Found this in the trash

This is my house

meow!

Day 1

Day 45

Days spent illegally camping: 18
Days actually working on farm: 8
Hours at Starbucks: 100+
Number of insect bites: 75
Distance driven: 1631 miles

Number of coconuts harvested and eaten: 40-50
Number of $5 footlongs eaten: 50-60
Fish caught with hooks: 7
Fish caught with net: 3
Fish caught with spear: 0
Fish caught with trap: 0
Dead fish found: 3
Percentage food gathered: 10%

Tuesday, December 23, 2008

Volcano Wine

The only thing I did this day was a few rounds of wine tasting at the Volcano Winery. This place is okay for being the only winery on the island. For some strange reason, the folks here like to reference UC Davis in the description of their production process. I found that a little curious so I revealed to them that I was alumni and asked them what they knew about UCD. They knew nothing. They'd simply purchased their vines there.
So basically, they were stealing the Davis namesake. I guess that's the wine business.

I bought a bottle of their guava and macadamia honey wine. Pricey.

Day 44: Kalapana

See that ReMax sign? It's for sale you know. A bargain buy.


"Aloha.", said a man who came out on the second floor balcony. He was barely dressed in a white pair of underwear. "How did you get here?"

"From the black sand beach over there.", I yelled, "Where am I?"

"This is Kalapana.", he said. I'd read about this place in a magazine. Kalapana was once a prominent Hawaiian community, home to the Royal Gardens, but was buried by a lava flow in the 90's. Now it was nothing more than a field of glossy black volcanic rock. Back then, a handful of residents had refused to leave and rebuilt their houses on top of the cooled lava. This was an isolated community of stubborn, rustic people.

"What you did was very dangerous. People often try to cross this lava field and twist their ankle. Just 3 weeks ago, a fella and his son was airlifted to the hospital.", he continued to say. The old man was wrong. Crossing the rocks was easy, but I preferred not to argue with him.

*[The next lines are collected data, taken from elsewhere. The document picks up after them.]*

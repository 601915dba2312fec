//! File discovery types and the composite matching key.
//!
//! The traversal stage produces [`FileRecord`]s for regular files whose
//! basename matches at least one configured pattern. Downstream stages
//! cluster records under a [`CompositeKey`], the tuple of attributes two
//! files must agree on before they are worth a byte-level comparison. A
//! single run uses exactly one key shape, chosen from which of filename,
//! size and chunk hash participate in the match.

pub mod hasher;

pub use hasher::{hash_file_chunk, HashError};

use std::io;
use std::path::PathBuf;

use regex::Regex;

/// A discovered regular file: its path and observed size.
///
/// Immutable once produced by the traversal stage.
#[derive(Debug, Clone, PartialEq, Eq, Hash)]
pub struct FileRecord {
    /// Path to the file
    pub path: PathBuf,
    /// File size in bytes at discovery time
    pub size: u64,
}

impl FileRecord {
    #[must_use]
    pub fn new(path: PathBuf, size: u64) -> Self {
        Self { path, size }
    }

    /// The file's basename as a string, lossily decoded.
    #[must_use]
    pub fn file_name(&self) -> String {
        self.path
            .file_name()
            .map(|name| name.to_string_lossy().into_owned())
            .unwrap_or_default()
    }
}

/// The attribute tuple under which files are clustered.
///
/// One tagged type covers all seven shapes so queue and grouping storage
/// stays uniform; equality and hashing are derived lexicographically over
/// the fields.
#[derive(Debug, Clone, PartialEq, Eq, Hash)]
pub enum CompositeKey {
    Size(u64),
    Name(String),
    SizeName(u64, String),
    Hash(u64),
    SizeHash(u64, u64),
    NameHash(String, u64),
    SizeNameHash(u64, String, u64),
}

/// Build the composite key for `record` from the attributes taking part in
/// the match.
///
/// Returns `None` when no attribute is selected; such records bypass the
/// key discipline entirely (passthrough).
#[must_use]
pub fn composite_key(
    record: &FileRecord,
    match_size: bool,
    match_name: bool,
    hash: Option<u64>,
) -> Option<CompositeKey> {
    Some(match (match_size, match_name, hash) {
        (true, false, None) => CompositeKey::Size(record.size),
        (false, true, None) => CompositeKey::Name(record.file_name()),
        (true, true, None) => CompositeKey::SizeName(record.size, record.file_name()),
        (false, false, Some(hash)) => CompositeKey::Hash(hash),
        (true, false, Some(hash)) => CompositeKey::SizeHash(record.size, hash),
        (false, true, Some(hash)) => CompositeKey::NameHash(record.file_name(), hash),
        (true, true, Some(hash)) => {
            CompositeKey::SizeNameHash(record.size, record.file_name(), hash)
        }
        (false, false, None) => return None,
    })
}

/// Whether `name` matches any of the configured basename patterns.
///
/// Patterns are pre-anchored at compile time, so a match covers the whole
/// basename.
#[must_use]
pub fn matches_any(name: &str, patterns: &[Regex]) -> bool {
    patterns.iter().any(|pattern| pattern.is_match(name))
}

/// Errors raised while walking a directory.
#[derive(thiserror::Error, Debug)]
pub enum ScanError {
    /// Permission was denied when reading a directory.
    #[error("permission denied: {0}")]
    PermissionDenied(PathBuf),

    /// The directory disappeared between discovery and iteration.
    #[error("path not found: {0}")]
    NotFound(PathBuf),

    /// Any other I/O failure during iteration.
    #[error("I/O error for {path}: {source}")]
    Io {
        /// Path where the error occurred
        path: PathBuf,
        /// The underlying I/O error
        #[source]
        source: io::Error,
    },
}

impl ScanError {
    /// Classify an I/O error against the path it occurred on.
    #[must_use]
    pub fn from_io(path: PathBuf, error: io::Error) -> Self {
        match error.kind() {
            io::ErrorKind::PermissionDenied => ScanError::PermissionDenied(path),
            io::ErrorKind::NotFound => ScanError::NotFound(path),
            _ => ScanError::Io {
                path,
                source: error,
            },
        }
    }
}

#[cfg(test)]
mod tests {
    use super::*;

    fn record(name: &str, size: u64) -> FileRecord {
        FileRecord::new(PathBuf::from("/data").join(name), size)
    }

    #[test]
    fn test_file_name_extraction() {
        assert_eq!(record("photo.jpg", 1).file_name(), "photo.jpg");
        assert_eq!(FileRecord::new(PathBuf::from("/"), 0).file_name(), "");
    }

    #[test]
    fn test_key_shapes_cover_all_combinations() {
        let r = record("a.bin", 42);

        assert_eq!(
            composite_key(&r, true, false, None),
            Some(CompositeKey::Size(42))
        );
        assert_eq!(
            composite_key(&r, false, true, None),
            Some(CompositeKey::Name("a.bin".into()))
        );
        assert_eq!(
            composite_key(&r, true, true, None),
            Some(CompositeKey::SizeName(42, "a.bin".into()))
        );
        assert_eq!(
            composite_key(&r, false, false, Some(7)),
            Some(CompositeKey::Hash(7))
        );
        assert_eq!(
            composite_key(&r, true, false, Some(7)),
            Some(CompositeKey::SizeHash(42, 7))
        );
        assert_eq!(
            composite_key(&r, false, true, Some(7)),
            Some(CompositeKey::NameHash("a.bin".into(), 7))
        );
        assert_eq!(
            composite_key(&r, true, true, Some(7)),
            Some(CompositeKey::SizeNameHash(42, "a.bin".into(), 7))
        );
        assert_eq!(composite_key(&r, false, false, None), None);
    }

    #[test]
    fn test_keys_with_equal_fields_are_equal() {
        let a = record("same.txt", 10);
        let b = FileRecord::new(PathBuf::from("/elsewhere/same.txt"), 10);
        assert_eq!(
            composite_key(&a, true, true, Some(3)),
            composite_key(&b, true, true, Some(3))
        );
    }

    #[test]
    fn test_different_shapes_never_compare_equal() {
        // Size(42) and Hash(42) carry the same scalar but are distinct keys.
        assert_ne!(CompositeKey::Size(42), CompositeKey::Hash(42));
    }

    #[test]
    fn test_matches_any_with_anchored_patterns() {
        let patterns = vec![
            Regex::new("^(?:.*\\.txt)$").unwrap(),
            Regex::new("^(?:data_\\d+)$").unwrap(),
        ];
        assert!(matches_any("notes.txt", &patterns));
        assert!(matches_any("data_42", &patterns));
        assert!(!matches_any("notes.txt.bak", &patterns));
        assert!(!matches_any("data_", &patterns));
        assert!(!matches_any("", &patterns));
    }

    #[test]
    fn test_scan_error_classification() {
        let err = ScanError::from_io(
            PathBuf::from("/p"),
            io::Error::new(io::ErrorKind::PermissionDenied, "denied"),
        );
        assert!(matches!(err, ScanError::PermissionDenied(_)));

        let err = ScanError::from_io(
            PathBuf::from("/p"),
            io::Error::new(io::ErrorKind::NotFound, "gone"),
        );
        assert!(matches!(err, ScanError::NotFound(_)));

        let err = ScanError::from_io(
            PathBuf::from("/p"),
            io::Error::other("strange"),
        );
        assert!(matches!(err, ScanError::Io { .. }));
    }
}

"I suppose I should count myself lucky.", I said. "How do I get out of here?"

He showed me the road out and asked me if I could make it. It was a few miles. No problem. "So long", I told him

"Aloha", he said in departing.

Day 45: Nice Night for a Walk

Walking out of Starbucks, I saw a bunch of kids drive into the parking lot with a pickup truck full of snow. They started throwing snowballs at each other. What the hell? Oh yeah...I'd heard it was snowing at the top of Mauna Kea, altitude 13,803 feet.

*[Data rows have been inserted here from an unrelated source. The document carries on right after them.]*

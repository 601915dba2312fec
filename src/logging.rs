//! Logging setup.
//!
//! Diagnostics go through the `log` facade with an `env_logger` backend
//! writing to stderr, so per-file warnings never mix with result output on
//! stdout. The level comes from, in priority order:
//!
//! 1. the `RUST_LOG` environment variable, if set
//! 2. `--quiet` (errors only) or `-v`/`-vv` (debug/trace)
//! 3. the default: warnings and up

use env_logger::Builder;
use log::LevelFilter;
use std::env;
use std::io::Write;

/// Initialize the logging subsystem from the CLI verbosity flags.
///
/// Call once, before any worker starts; `env_logger` can only be installed
/// once per process, and a second call is ignored.
pub fn init_logging(verbose: u8, quiet: bool) {
    let mut builder = Builder::new();

    if env::var("RUST_LOG").is_ok() {
        builder.parse_default_env();
    } else {
        builder.filter_level(determine_level(verbose, quiet));
    }

    builder.format(|buf, record| {
        let level = record.level();
        let style = buf.default_level_style(level);
        writeln!(buf, "{style}{level:<5}{style:#} {}", record.args())
    });

    // try_init: integration tests drive the engine repeatedly from one
    // process.
    let _ = builder.try_init();
}

/// Map CLI flags to a log level.
fn determine_level(verbose: u8, quiet: bool) -> LevelFilter {
    if quiet {
        LevelFilter::Error
    } else {
        match verbose {
            0 => LevelFilter::Warn,
            1 => LevelFilter::Debug,
            _ => LevelFilter::Trace,
        }
    }
}

#[cfg(test)]
mod tests {
    use super::*;

    #[test]
    fn test_default_level_is_warn() {
        assert_eq!(determine_level(0, false), LevelFilter::Warn);
    }

    #[test]
    fn test_verbose_levels() {
        assert_eq!(determine_level(1, false), LevelFilter::Debug);
        assert_eq!(determine_level(2, false), LevelFilter::Trace);
        assert_eq!(determine_level(5, false), LevelFilter::Trace);
    }

    #[test]
    fn test_quiet_wins() {
        assert_eq!(determine_level(0, true), LevelFilter::Error);
        assert_eq!(determine_level(2, true), LevelFilter::Error);
    }
}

I had to get up there. But when I did, my car couldn't take the thin air on top of the massively steep grade. At around 9000 ft, I stopped at a visitor outpost, where the University of Hawaii system hosts nightly stargazing hours. This is considered one of the best places on earth to see the stars. The combination of thin air and the island's natural isolation gives the starscape particular clarity. There were thousands of them, with so many visible stars that you could see the rough shape of the galaxy. Several powerful electronic telescopes were in the courtyard, where at the click of a button you could see any celestial object you wanted by inputting the name. Some physicist from Caltech was hosting the visitor center that night, pointing at things with a green laser and talking excitedly about all the things in the sky. Our neighbor, the Andromeda galaxy. The 7 star cluster. The 12 constellations in the Zodiac. They were all clearly visible. The mark of winter, Orion, actually looked like a guy with weapons.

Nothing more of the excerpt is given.